Woodland et al in 1992 [18] investigated the causes of acute conjunctivitis and keratoconjuntivitis in 338 patients who attended eye casualty departments in Karachi (Pakistan) during a 5 month period. Most of these infections were diagnosed as adenovirus 291 (75%) or bacterial 71(18.3%) of the remainder, 9cases (2.3%) were caused by herpes simplex virus and 7 (1.8%) by Chlamydia trachomatis. This study highlighted the predominant role of adenovirus as a causative agent of acute conjunctivitis.

In our study 14 cases out of 83 (16.8%) were health care associated infection. In the ophthalmology office, hand washing, furlough for infected employees and proper cleaning of surfaces and instruments have been shown to reduce the risk of viral spread. We postulated the role of cone of applanation tonometer in the spread of infection. The infection control unit had activated a protocol for cleaning and disinfection of these cones using hydrogen peroxide 3%. This has been emphasized by other investigators [19, 20] who reported that controlling the spread of adenoviral conjunctivitis in the hospital and the physician's office is of particular importance. The increased risk that adenoviral infection poses to children has already been mentioned. Special care should be taken not to spread adenovirus and other organisms with contaminated instruments.

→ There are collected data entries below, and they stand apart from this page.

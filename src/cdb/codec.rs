// Little-endian u32 packing and the djb2-xor hash. Every other module goes
// through here rather than touching raw bytes itself.

use bytes::{Buf, BufMut, IntoBuf};

pub const STARTING_HASH: u32 = 5381;

#[inline]
pub fn pack_u32(n: u32) -> [u8; 4] {
    let mut buf = [0u8; 4];
    (&mut buf[..]).put_u32_le(n);
    buf
}

#[inline]
pub fn unpack_u32(bytes: &[u8]) -> u32 {
    assert!(bytes.len() >= 4);
    bytes.into_buf().get_u32_le()
}

#[inline]
pub fn hash(bytes: &[u8]) -> u32 {
    let mut h = STARTING_HASH;
    for b in bytes {
        // wrapping arithmetic is part of the hash definition, not a bug:
        // the djb2-xor hash is specified to wrap modulo 2^32.
        h = h.wrapping_shl(5).wrapping_add(h) ^ (*b as u32)
    }
    h
}

#[cfg(test)]
mod tests {
    use super::*;

    #[test]
    fn pack_unpack_round_trips() {
        for &n in &[0u32, 1, 255, 256, 0xdead_beef, u32::max_value()] {
            assert_eq!(unpack_u32(&pack_u32(n)), n);
        }
    }

    #[test]
    fn hash_of_empty_is_starting_hash() {
        assert_eq!(hash(&[]), STARTING_HASH);
    }

    #[test]
    fn hash_is_stable() {
        // regression fixture: these values must never change, since they are
        // baked into every file already on disk.
        assert_eq!(hash(b"one"), hash(b"one"));
        assert_ne!(hash(b"one"), hash(b"two"));
    }
}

In conclusion, our study confirmed the endemicity of adenoviruses as etiological agent of acute follicular conjunctivitis and most predominant genotype Ad4&Ad19. To prevent healthcare-associated outbreaks of adenovirus infections, such as epidemic keratoconjunctivitis, health care providers should strictly follow infection control practices, especially hand washing and disinfection of equipment and surfaces and Also follow contact and droplet precautions, and promptly respond to and report clusters of cases.